EXERCISE DIRECTIONS: Within the lines below, find those that hold the string "repository" and copy each one.

Dataset records
──────────

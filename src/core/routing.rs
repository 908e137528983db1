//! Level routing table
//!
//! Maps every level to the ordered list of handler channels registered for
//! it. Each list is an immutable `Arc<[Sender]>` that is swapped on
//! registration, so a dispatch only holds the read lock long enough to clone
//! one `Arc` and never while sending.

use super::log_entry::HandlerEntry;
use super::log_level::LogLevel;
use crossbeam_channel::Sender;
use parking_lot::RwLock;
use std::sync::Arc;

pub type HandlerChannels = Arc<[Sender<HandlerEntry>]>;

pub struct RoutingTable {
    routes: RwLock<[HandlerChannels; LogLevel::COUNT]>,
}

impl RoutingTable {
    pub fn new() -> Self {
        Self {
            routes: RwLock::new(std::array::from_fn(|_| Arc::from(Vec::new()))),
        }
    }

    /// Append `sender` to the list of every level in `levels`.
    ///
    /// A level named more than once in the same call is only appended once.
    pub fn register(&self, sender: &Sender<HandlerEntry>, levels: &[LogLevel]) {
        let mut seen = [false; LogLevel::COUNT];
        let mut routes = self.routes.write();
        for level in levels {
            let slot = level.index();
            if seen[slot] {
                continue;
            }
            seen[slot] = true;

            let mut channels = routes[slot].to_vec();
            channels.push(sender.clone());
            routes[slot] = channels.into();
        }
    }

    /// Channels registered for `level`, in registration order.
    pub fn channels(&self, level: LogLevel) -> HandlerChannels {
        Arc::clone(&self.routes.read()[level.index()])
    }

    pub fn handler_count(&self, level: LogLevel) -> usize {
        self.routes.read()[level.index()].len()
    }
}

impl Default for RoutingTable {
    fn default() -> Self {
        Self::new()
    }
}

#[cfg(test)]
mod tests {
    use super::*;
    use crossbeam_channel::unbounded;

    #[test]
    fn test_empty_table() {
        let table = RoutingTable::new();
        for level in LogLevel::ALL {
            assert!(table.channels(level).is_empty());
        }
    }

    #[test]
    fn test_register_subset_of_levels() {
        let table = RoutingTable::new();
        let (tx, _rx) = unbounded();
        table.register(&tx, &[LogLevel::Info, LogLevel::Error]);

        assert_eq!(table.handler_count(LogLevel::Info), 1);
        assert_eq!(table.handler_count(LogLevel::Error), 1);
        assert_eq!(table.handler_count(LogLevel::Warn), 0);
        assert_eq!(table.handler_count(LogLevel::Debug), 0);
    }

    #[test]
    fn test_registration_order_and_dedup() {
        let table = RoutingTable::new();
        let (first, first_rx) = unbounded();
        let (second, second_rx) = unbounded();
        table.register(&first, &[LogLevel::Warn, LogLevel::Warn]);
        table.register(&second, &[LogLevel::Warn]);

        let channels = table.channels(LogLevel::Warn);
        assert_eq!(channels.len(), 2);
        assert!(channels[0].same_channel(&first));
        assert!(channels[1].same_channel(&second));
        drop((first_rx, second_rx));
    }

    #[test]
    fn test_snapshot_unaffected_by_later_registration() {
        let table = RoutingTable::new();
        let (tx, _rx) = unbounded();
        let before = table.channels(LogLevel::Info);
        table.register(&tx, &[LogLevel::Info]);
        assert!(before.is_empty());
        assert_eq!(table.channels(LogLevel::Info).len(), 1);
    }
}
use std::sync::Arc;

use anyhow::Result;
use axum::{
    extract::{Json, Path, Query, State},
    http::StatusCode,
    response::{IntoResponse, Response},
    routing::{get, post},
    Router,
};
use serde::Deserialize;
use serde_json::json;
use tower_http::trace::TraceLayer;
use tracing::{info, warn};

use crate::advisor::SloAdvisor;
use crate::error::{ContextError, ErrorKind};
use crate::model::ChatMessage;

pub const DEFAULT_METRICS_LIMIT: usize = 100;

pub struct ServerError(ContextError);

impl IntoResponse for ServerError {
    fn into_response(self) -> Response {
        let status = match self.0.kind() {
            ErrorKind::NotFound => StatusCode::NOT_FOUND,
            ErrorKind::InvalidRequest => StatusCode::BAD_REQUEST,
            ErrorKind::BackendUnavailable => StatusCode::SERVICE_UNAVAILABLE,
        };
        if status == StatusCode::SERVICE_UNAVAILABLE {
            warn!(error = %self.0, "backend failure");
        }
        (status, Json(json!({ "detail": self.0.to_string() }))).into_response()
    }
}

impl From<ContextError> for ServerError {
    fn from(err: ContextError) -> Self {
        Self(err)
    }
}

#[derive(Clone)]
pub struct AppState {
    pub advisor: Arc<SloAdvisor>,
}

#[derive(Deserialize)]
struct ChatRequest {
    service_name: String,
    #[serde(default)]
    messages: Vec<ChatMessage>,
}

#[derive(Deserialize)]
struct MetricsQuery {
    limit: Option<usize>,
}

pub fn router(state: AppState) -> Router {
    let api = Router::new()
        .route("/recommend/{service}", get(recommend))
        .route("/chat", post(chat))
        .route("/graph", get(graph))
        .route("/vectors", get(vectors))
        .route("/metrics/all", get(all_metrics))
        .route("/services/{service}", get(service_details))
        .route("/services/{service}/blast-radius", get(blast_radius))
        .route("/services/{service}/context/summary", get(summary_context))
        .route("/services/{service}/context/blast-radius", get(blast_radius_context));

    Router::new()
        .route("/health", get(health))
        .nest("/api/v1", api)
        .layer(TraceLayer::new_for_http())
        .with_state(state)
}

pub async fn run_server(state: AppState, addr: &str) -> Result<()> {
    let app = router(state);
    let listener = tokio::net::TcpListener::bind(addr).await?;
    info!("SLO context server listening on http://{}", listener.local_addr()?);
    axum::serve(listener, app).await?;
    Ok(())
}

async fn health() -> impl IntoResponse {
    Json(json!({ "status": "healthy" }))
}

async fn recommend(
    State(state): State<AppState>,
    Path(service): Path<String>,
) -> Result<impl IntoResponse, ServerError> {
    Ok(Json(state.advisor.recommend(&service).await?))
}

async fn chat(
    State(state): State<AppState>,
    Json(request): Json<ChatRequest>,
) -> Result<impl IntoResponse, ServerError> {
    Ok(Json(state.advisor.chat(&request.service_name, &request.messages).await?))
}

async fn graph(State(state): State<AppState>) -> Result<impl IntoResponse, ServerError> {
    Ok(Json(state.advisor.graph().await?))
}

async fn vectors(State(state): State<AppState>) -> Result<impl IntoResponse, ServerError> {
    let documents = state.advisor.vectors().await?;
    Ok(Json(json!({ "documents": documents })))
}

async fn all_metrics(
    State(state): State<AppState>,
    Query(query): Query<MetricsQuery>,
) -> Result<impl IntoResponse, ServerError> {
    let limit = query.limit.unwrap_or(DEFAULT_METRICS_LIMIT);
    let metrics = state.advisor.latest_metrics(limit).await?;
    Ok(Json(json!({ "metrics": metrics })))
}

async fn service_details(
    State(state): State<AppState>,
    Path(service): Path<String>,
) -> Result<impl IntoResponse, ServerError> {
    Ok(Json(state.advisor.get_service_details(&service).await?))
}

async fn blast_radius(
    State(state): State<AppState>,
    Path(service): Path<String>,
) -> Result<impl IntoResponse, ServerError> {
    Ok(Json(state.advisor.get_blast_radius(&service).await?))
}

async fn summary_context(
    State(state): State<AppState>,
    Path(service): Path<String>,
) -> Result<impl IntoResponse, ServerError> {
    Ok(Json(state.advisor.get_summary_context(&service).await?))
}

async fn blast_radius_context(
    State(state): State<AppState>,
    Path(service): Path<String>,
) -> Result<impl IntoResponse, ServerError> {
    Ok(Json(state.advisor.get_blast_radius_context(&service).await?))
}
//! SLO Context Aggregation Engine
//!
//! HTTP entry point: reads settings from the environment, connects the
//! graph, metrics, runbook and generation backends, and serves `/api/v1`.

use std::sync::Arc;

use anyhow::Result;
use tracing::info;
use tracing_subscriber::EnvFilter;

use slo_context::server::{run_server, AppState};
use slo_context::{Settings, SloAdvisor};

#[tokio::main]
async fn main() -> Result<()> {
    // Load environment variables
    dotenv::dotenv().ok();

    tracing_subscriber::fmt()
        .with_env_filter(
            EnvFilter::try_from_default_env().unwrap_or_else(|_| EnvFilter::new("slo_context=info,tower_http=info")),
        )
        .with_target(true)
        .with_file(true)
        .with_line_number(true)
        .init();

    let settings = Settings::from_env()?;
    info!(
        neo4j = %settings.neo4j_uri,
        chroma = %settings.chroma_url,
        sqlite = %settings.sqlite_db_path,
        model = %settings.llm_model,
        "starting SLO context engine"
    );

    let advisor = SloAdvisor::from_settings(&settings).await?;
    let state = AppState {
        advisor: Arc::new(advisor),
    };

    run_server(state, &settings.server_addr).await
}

──────────

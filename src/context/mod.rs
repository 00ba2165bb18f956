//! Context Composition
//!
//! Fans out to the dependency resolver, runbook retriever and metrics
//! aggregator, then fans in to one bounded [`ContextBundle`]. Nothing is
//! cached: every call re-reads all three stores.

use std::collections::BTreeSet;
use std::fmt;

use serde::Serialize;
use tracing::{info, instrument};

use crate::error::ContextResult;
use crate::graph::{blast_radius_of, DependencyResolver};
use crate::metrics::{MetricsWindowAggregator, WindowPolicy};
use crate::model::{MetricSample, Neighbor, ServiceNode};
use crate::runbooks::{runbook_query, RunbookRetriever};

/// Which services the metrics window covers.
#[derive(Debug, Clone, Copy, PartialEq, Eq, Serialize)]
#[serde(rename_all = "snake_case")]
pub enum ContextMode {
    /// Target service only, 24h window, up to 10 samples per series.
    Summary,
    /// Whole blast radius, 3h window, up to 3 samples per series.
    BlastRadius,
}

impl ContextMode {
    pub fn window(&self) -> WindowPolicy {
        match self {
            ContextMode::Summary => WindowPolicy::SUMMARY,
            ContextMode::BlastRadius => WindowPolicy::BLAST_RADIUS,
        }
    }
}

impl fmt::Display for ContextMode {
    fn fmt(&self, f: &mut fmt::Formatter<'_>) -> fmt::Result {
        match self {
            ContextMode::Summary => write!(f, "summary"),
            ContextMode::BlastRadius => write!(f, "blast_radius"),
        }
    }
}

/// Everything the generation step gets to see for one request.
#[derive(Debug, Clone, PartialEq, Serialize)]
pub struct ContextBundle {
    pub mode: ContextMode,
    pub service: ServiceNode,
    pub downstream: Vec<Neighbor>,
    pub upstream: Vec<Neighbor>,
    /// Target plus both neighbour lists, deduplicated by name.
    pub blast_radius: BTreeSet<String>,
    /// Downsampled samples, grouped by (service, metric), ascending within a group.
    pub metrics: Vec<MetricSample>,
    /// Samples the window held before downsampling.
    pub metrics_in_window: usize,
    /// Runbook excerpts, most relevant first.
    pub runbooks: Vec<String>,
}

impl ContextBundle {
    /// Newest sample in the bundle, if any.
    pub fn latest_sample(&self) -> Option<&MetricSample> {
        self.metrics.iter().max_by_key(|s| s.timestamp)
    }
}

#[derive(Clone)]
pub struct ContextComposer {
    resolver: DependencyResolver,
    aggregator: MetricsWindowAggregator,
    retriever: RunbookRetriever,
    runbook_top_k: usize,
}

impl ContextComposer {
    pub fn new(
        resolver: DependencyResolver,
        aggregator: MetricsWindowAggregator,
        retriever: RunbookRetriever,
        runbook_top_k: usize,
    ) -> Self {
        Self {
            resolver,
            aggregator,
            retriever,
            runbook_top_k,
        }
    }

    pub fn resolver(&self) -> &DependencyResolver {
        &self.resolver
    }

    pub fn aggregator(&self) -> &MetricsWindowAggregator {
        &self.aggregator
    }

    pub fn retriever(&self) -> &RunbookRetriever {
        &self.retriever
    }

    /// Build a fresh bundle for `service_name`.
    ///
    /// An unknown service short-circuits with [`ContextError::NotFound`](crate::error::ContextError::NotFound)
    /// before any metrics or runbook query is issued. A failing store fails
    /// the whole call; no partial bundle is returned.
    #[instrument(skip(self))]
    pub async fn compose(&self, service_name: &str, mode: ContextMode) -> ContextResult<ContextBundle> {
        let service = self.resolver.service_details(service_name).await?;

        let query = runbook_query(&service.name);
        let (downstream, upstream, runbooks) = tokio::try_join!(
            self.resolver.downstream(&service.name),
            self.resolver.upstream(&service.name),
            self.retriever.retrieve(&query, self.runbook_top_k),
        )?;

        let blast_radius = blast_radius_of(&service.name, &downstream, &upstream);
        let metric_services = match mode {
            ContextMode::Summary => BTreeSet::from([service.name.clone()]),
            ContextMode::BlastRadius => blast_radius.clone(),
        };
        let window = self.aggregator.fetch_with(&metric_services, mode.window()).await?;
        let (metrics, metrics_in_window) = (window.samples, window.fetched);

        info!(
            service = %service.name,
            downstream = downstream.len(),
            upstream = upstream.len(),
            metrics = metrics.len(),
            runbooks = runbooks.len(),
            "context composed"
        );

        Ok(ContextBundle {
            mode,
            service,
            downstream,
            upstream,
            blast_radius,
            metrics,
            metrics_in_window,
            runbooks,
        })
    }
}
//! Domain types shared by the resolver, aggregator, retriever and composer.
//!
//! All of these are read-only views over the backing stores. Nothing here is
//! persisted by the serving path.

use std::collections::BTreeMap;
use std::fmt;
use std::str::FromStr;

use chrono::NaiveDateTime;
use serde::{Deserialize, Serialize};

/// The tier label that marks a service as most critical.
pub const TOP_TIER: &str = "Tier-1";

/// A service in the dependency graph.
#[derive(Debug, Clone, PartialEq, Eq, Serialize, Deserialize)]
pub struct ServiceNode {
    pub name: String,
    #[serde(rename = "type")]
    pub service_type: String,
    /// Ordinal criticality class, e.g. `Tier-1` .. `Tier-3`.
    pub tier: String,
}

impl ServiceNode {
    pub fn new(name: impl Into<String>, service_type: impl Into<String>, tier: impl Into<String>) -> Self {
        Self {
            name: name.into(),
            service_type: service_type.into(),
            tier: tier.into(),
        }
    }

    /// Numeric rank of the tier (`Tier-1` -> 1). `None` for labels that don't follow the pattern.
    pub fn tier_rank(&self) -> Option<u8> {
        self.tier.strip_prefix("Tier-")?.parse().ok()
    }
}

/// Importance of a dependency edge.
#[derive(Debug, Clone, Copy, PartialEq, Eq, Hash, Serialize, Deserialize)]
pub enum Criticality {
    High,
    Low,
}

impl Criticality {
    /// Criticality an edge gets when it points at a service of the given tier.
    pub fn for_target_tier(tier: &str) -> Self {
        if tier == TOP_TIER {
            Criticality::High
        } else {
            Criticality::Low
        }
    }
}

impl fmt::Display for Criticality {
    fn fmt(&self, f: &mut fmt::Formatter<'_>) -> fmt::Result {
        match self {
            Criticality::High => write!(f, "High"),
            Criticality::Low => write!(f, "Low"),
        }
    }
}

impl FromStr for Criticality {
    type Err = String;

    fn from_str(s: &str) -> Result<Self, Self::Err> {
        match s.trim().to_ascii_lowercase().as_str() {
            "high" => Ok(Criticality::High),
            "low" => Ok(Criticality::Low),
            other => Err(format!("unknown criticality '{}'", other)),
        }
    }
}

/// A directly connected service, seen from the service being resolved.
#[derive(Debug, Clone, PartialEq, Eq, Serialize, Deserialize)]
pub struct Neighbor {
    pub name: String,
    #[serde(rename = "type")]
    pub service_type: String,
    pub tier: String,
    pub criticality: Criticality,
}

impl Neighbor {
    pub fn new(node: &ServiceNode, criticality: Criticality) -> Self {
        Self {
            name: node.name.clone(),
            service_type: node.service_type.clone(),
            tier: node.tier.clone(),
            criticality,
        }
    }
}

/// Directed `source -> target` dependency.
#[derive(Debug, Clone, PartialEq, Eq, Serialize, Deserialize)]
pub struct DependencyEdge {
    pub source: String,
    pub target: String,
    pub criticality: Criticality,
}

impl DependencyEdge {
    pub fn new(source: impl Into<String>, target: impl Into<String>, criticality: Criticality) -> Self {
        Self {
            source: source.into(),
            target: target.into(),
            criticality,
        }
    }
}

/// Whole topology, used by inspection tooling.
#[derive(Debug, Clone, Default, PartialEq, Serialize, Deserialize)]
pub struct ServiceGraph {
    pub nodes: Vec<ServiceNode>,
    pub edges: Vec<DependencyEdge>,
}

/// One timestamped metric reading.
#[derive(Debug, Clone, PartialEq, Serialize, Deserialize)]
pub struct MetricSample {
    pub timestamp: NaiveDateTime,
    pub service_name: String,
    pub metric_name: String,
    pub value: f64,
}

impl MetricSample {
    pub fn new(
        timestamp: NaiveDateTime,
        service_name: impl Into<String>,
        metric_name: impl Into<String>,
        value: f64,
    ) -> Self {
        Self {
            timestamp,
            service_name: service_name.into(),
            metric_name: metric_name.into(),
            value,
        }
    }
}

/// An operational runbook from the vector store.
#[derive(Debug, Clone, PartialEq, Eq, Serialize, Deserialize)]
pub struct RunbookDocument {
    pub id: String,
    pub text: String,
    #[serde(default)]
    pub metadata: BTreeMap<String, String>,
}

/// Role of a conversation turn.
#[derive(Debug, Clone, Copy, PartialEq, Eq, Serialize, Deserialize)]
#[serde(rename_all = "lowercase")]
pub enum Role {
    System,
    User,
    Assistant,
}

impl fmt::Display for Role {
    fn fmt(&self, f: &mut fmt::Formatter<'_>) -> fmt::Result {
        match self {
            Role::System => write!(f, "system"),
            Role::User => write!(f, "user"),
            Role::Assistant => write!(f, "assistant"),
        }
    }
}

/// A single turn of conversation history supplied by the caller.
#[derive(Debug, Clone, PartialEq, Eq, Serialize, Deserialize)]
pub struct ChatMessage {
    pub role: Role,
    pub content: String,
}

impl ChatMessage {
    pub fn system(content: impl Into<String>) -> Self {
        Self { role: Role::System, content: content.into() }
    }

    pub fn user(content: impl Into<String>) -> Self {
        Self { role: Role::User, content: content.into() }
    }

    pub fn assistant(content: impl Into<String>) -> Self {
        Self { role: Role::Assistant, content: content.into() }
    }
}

──────────

TASK RESULT:
repository 908e137528983db1
repository 00ba2165bb18f956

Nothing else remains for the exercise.